On the American side of the St. Clair river, just south of Port Huron, stands a blocky brick structure crowned with eight narrow smokestacks. Heaps of black coal just south of the building and a tangle of steel transmission lines around it suggest that this edifice is a power plant of the decrepit coal-fired variety. This suggestion is both correct and misleading.
This was a power plant.
Marysville is not, technically, dead. Its switchyard has long been on life support, energized not by the cold and silent generators within the plant but by power transmitted from other stations. The piles of coal alongside the plant are not destined for the great stokers inside Marysville; the coal belongs to a nearby paper mill which finds the plant a convenient storage ground for their fuel. But the gate is still manned, the lights are still on, and deep inside the building, house-service transformers still hum.
And if you violate protocol at the gate, plant personnel will indeed come for you.

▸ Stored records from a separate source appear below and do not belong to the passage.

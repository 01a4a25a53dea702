use std::fs;
use std::path::Path;

use clap::CommandFactory;

// cli.rs only depends on clap + clap_complete (both build-dependencies),
// so it can be compiled here on its own.
#[path = "src/cli.rs"]
#[allow(dead_code)]
mod cli;

fn main() {
    println!("cargo::rerun-if-changed=src/cli.rs");

    let Some(out_dir) = std::env::var_os("OUT_DIR") else {
        panic!("OUT_DIR not set by Cargo");
    };
    let man_dir = Path::new(&out_dir).join("man");
    fs::create_dir_all(&man_dir)
        .unwrap_or_else(|e| panic!("failed to create {}: {e}", man_dir.display()));

    generate_manpages(&cli::Cli::command(), &man_dir);
}

/// Render a man page for `cmd` and, recursively, each visible subcommand.
fn generate_manpages(cmd: &clap::Command, dir: &Path) {
    let name = cmd.get_name().to_owned();
    let path = dir.join(format!("{name}.1"));

    let mut buf = Vec::new();
    clap_mangen::Man::new(cmd.clone())
        .render(&mut buf)
        .unwrap_or_else(|e| panic!("failed to render man page for `{name}`: {e}"));
    fs::write(&path, buf).unwrap_or_else(|e| panic!("failed to write {}: {e}", path.display()));

    for sub in cmd.get_subcommands().filter(|sub| !sub.is_hide_set()) {
        let sub = sub.clone().name(format!("{name}-{}", sub.get_name()));
        generate_manpages(&sub, dir);
    }
}
//! Link command handlers.

use tabled::Tabled;

use onosdash_core::{EntityCollection, EntityKind, Link, OnosClient};

use crate::cli::{GlobalOpts, LinksArgs, LinksCommand};
use crate::error::CliError;
use crate::output::{self, or_dash};

#[derive(Tabled)]
struct LinkRow {
    #[tabled(rename = "Source")]
    src: String,
    #[tabled(rename = "Destination")]
    dst: String,
    #[tabled(rename = "Type")]
    ltype: String,
    #[tabled(rename = "State")]
    state: String,
}

impl From<&Link> for LinkRow {
    fn from(l: &Link) -> Self {
        Self {
            src: l.src.to_string(),
            dst: l.dst.to_string(),
            ltype: or_dash(l.link_type.as_deref()),
            state: or_dash(l.state.as_deref()),
        }
    }
}

pub async fn handle(
    client: &OnosClient,
    args: LinksArgs,
    global: &GlobalOpts,
) -> Result<(), CliError> {
    match args.command {
        LinksCommand::List => {
            let body = client.list_links().await?;
            let links = EntityCollection::extract(EntityKind::Links, &body);
            let out = output::render_list(
                global.output,
                links.records.as_slice(),
                |v| LinkRow::from(&Link::from(v)),
                |v| {
                    let l = Link::from(v);
                    format!("{} {}", l.src, l.dst)
                },
            )?;
            output::print_output(&out, global.quiet);
            Ok(())
        }
    }
}
//! `onosdash status`: one refresh cycle rendered as a dashboard summary.

use std::collections::BTreeMap;

use chrono::{DateTime, Utc};
use serde::Serialize;

use onosdash_core::{CycleOutcome, DashboardState, Poller, Throughput};

use crate::cli::{ColorMode, GlobalOpts};
use crate::config::Resolved;
use crate::error::CliError;
use crate::output::{self, Palette, detail_lines};

use super::util;

/// The serializable view of one dashboard state.
#[derive(Debug, Serialize)]
pub struct StatusReport {
    pub profile: String,
    pub controller: String,
    pub connected: bool,
    pub devices: usize,
    pub available_devices: usize,
    pub hosts: usize,
    pub flows: usize,
    pub links: usize,
    pub device_types: BTreeMap<String, usize>,
    pub throughput: Throughput,
    pub throughput_display: String,
    pub refreshed_at: Option<DateTime<Utc>>,
    pub cycle: u64,
    #[serde(skip_serializing_if = "Option::is_none")]
    pub outcome: Option<CycleOutcome>,
    #[serde(skip_serializing_if = "Option::is_none")]
    pub error: Option<String>,
}

impl StatusReport {
    pub fn new(resolved: &Resolved, state: &DashboardState) -> Self {
        let snap = &state.snapshot;
        Self {
            profile: resolved.profile_name.clone(),
            controller: resolved.controller.endpoint.display_addr(),
            connected: snap.connected,
            devices: snap.device_count,
            available_devices: snap.available_device_count,
            hosts: snap.host_count,
            flows: snap.flow_count,
            links: snap.link_count,
            device_types: snap.device_types.clone(),
            throughput: snap.throughput,
            throughput_display: snap.throughput.to_string(),
            refreshed_at: snap.refreshed_at,
            cycle: state.cycle,
            outcome: state.last_outcome.clone(),
            error: state.error.clone(),
        }
    }

    /// Fetches that failed in the cycle, comma-joined.
    fn failed(&self) -> Option<String> {
        match self.outcome {
            Some(CycleOutcome::PartialFailure { ref failed }) => Some(
                failed
                    .iter()
                    .map(ToString::to_string)
                    .collect::<Vec<_>>()
                    .join(", "),
            ),
            _ => None,
        }
    }

    /// Multi-line key/value view.
    pub fn detail(&self, palette: Palette) -> String {
        let types = if self.device_types.is_empty() {
            "-".to_owned()
        } else {
            self.device_types
                .iter()
                .map(|(t, n)| format!("{t}={n}"))
                .collect::<Vec<_>>()
                .join(", ")
        };
        let mut pairs = vec![
            ("Profile", self.profile.clone()),
            ("Controller", self.controller.clone()),
            ("Connected", palette.flag(self.connected)),
            (
                "Devices",
                format!("{} ({} available)", self.devices, self.available_devices),
            ),
            ("Device types", types),
            ("Hosts", self.hosts.to_string()),
            ("Flows", self.flows.to_string()),
            ("Links", self.links.to_string()),
            ("Throughput", self.throughput_display.clone()),
            (
                "Refreshed",
                self.refreshed_at
                    .map_or_else(|| "never".into(), |t| t.format("%H:%M:%S").to_string()),
            ),
        ];
        if let Some(failed) = self.failed() {
            pairs.push(("Failed", palette.warn(&failed)));
        }
        if let Some(ref error) = self.error {
            pairs.push(("Error", palette.bad(error)));
        }
        detail_lines(&pairs)
    }

    /// Single line for `watch`.
    pub fn line(&self, palette: Palette) -> String {
        let time = self
            .refreshed_at
            .map_or_else(|| "--:--:--".into(), |t| t.format("%H:%M:%S").to_string());
        let state = if self.connected {
            palette.good("connected")
        } else {
            palette.bad("disconnected")
        };
        let mut line = format!(
            "{} {state}  devices {}/{}  hosts {}  flows {}  links {}  {}",
            palette.dim(&format!("[{time} #{}]", self.cycle)),
            self.available_devices,
            self.devices,
            self.hosts,
            self.flows,
            self.links,
            self.throughput_display,
        );
        if let Some(failed) = self.failed() {
            line.push_str(&format!("  {}", palette.warn(&format!("failed: {failed}"))));
        }
        if let Some(ref error) = self.error {
            line.push_str(&format!("  {}", palette.bad(error)));
        }
        line
    }
}

pub async fn handle(resolved: &Resolved, global: &GlobalOpts) -> Result<(), CliError> {
    let spinner = util::spinner(
        global,
        &format!("Polling {}", resolved.controller.endpoint.display_addr()),
    );
    let result = Poller::oneshot(resolved.controller.clone()).await;
    util::finish(spinner);

    let state = result?;
    let report = StatusReport::new(resolved, &state);
    let palette = Palette::new(global.color);

    let plain = Palette::new(ColorMode::Never);
    let out = output::render_single(
        global.output,
        &report,
        |r| r.detail(palette),
        |r| r.line(plain),
    )?;
    output::print_output(&out, global.quiet);
    Ok(())
}

#[cfg(test)]
#[allow(clippy::unwrap_used)]
mod tests {
    use clap::Parser;
    use onosdash_core::{EntityKind, Snapshot};

    use super::*;
    use crate::cli::Cli;

    fn resolved() -> Resolved {
        let global = Cli::try_parse_from(["onosdash", "status"]).unwrap().global;
        crate::config::resolve_from(&onosdash_config::Config::default(), &global).unwrap()
    }

    fn state() -> DashboardState {
        DashboardState {
            snapshot: Snapshot {
                device_count: 3,
                available_device_count: 2,
                host_count: 4,
                flow_count: 10,
                link_count: 6,
                connected: true,
                ..Snapshot::default()
            },
            cycle: 7,
            is_loading: false,
            last_outcome: Some(CycleOutcome::PartialFailure {
                failed: vec![EntityKind::Hosts],
            }),
            ..DashboardState::default()
        }
    }

    #[test]
    fn line_summarizes_counts_and_failures() {
        let report = StatusReport::new(&resolved(), &state());
        let line = report.line(Palette::new(ColorMode::Never));
        assert!(line.contains("#7"));
        assert!(!line.contains("disconnected"));
        assert!(line.contains("devices 2/3"));
        assert!(line.contains("flows 10"));
        assert!(line.contains("failed: hosts"));
    }

    #[test]
    fn json_report_is_tagged() {
        let report = StatusReport::new(&resolved(), &state());
        let json = serde_json::to_value(&report).unwrap();
        assert_eq!(json["controller"], "127.0.0.1:8181");
        assert_eq!(json["outcome"]["status"], "partial_failure");
        assert!(json.get("error").is_none());
    }
}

Marysville gazes into the abyss. Sarnia, on the the Canadian side, might aptly be dubbed the City of Dis. Refineries and chemical plants give Sarnia a wonderfully horrid skyline-- grim towers in daylight, a mirage-like shimmer of golden light after sundown, and a beacon of eternal flame poised above it like the Eye of Sauron over Mordor. The squat outline of Marysville is almost comforting when compared with the vista of industrial sprawl that is Sarnia. But Sarnia burns through the night because men are working and things are being made.
Marysville is a relic of the days when things were still made. Inside the plant one reads a litany of names from the gospel of American Industrial Might-- General Electric, Westinghouse, Worthington. The pumps were cast in Erie, Pennsylvania, the relays were made in Schenectady, the manhole covers in the parking lot bear the insignia of the power company's own shop. The Marysville shop is abandoned now; one can peer through the glass of the door and see tools and workstations, in disarray but apparently salvageable. Right outside the shop door is an outbox dedicated to issues of the Marysville Megawatt Monthly, something else the employees made to express their pride and sense of community. In the administrative building are other relics of that sense of community-- photographs from the nineteen-twenties showing happy employees outside the plant the day the first boiler was lit, showing the interior of the plant clubhouse, which boasted a cafeteria, a gymnasium, a movie theater. The clubhouse is still standing; the lovely brick mansion could pass for a private riverview home if not for its location. It has a glorious view of the switchyard, and of Sarnia. I wonder what they will do with the clubhouse when the lights go out in Marysville forever.
Marysville is, and it was. It lingers in twilight. The most recent of its generators has existed in cold storage, theoretically at the ready should someone call on its 150 megawatts of power. But the abyss it faces is not the view of Sarnia, but the day when the lights go out. It is not in production. It is not abandoned. It is filthy, derelict, inexpressably sad, like a cathedral after a bombing raid. No one ever comes to pick up the Megawatt Monthly from its yellow-lettered outbox. I have no idea when the MMM was last published. I don't know when the plant employees stopped counting their safe-work days-- the scribbled calendar on the bulletin board starts counting on some illegible date in 1988, but there is no end-point, no total of days counted. I don't know when the movie theater stopped screening films, when the Marysville basketball team disbanded. The team members grin out of a black-and-white photograph in a case at one end of the turbine floor. Their names are not inscribed on the photograph; does anyone still living remember who played for Marysville? What team did these young men play against-- did they have a spirited rivalry with the boys from Connors Creek?
Connors Creek, or the part of it that was standing when that photograph was snapped, is dust. Marysville, too, will be dust before its centennial. The age of DC distribution, of low-pressure generation, of breakers and pumps and turbines labeled "Made in U.S.A." has passed. The age of incandescent lightbulbs is slipping by, and across the river in Mordor/Dis/Sarnia, coal-fired power plants are scheduled to fade into history. Generator Number Eight will never be called back into service because power will come, in part, from the wind turbines sprouting like monstrous trillium blossoms all over the Great Lakes region.
I looked away from the case of fading pictures, and stared across the ruined floor of the turbine hall. The dirty windows and overcast sky filtered sunlight into the green-tiled depths of the hall, and around me lay the carcasses of pumps and generators like undersea beasts. Above this Leviathan's graveyard, several stories up the wall, was a wedge of yellow light, and through a grimed glass I could make out the silhouette of my co-workers. I went back upstairs, where the relay panels still blink orange and white and red, and where the outdated posters on the wall hail from the last decade rather than 1988, or '58, or '28. And my co-workers set about bringing forward the day when Marysville slips from twilight into darkness.
When that day falls, I hope someone remembers to slip into the green silence of the turbine hall, and liberate the smiling ghosts of Marysville from their glass case. Marysville's turbines helped power an empire; as that empire, too, falls to twilight, perhaps the ghosts should have their say.